Every line in the following data that has "PartSolver" counts toward the total; state that total alone.

Records supplied section start

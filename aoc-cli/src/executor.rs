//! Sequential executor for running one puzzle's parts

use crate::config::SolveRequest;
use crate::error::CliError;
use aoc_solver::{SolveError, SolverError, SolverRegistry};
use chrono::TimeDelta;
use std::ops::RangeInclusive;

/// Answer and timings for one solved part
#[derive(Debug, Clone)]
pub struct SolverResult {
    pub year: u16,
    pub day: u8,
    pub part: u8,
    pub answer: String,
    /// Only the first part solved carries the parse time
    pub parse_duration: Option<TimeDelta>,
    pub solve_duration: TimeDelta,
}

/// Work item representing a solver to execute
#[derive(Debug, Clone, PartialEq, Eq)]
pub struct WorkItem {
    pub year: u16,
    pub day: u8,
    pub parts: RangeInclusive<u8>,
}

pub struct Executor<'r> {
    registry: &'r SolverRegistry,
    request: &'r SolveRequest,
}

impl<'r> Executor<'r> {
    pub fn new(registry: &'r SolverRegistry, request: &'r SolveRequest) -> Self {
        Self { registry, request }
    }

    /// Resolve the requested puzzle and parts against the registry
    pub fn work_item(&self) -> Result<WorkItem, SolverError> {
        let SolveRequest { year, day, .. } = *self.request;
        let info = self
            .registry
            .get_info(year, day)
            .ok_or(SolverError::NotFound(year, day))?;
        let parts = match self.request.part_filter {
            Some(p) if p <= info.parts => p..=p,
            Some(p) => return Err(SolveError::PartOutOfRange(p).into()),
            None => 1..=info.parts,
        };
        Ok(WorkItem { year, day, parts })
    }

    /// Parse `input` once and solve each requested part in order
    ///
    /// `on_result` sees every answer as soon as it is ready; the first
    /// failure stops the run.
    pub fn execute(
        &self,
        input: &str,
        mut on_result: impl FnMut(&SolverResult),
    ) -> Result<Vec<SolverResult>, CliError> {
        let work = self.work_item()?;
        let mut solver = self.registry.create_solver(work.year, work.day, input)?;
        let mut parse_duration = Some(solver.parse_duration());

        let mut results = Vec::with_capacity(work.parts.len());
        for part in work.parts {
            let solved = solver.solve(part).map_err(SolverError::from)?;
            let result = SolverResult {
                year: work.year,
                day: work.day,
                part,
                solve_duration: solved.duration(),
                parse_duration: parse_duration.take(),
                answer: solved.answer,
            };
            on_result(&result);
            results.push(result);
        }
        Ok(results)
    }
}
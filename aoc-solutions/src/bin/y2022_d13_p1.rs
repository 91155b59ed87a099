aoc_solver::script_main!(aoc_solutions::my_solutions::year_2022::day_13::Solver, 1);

Records supplied section end
Records supplied section start

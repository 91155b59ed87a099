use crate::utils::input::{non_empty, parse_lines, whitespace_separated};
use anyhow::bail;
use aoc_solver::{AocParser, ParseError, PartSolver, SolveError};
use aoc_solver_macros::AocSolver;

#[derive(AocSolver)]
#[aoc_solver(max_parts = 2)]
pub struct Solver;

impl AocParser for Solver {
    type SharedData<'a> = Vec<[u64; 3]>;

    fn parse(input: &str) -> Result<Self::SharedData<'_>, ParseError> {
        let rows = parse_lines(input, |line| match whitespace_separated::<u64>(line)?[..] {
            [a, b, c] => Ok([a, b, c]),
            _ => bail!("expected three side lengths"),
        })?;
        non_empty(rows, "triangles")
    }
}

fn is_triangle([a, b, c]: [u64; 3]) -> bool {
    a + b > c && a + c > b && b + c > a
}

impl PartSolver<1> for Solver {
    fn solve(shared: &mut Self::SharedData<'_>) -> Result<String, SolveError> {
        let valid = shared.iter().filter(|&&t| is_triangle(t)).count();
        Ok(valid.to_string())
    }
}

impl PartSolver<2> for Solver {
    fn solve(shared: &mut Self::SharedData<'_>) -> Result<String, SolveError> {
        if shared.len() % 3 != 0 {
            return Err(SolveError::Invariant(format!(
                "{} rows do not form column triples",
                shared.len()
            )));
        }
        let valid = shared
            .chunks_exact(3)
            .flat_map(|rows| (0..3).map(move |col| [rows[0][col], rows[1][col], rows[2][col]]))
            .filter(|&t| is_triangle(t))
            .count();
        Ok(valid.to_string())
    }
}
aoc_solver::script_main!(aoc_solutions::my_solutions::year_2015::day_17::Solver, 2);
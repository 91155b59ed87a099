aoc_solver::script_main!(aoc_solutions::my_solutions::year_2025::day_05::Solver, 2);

Records supplied section end

• Exercise answer: 3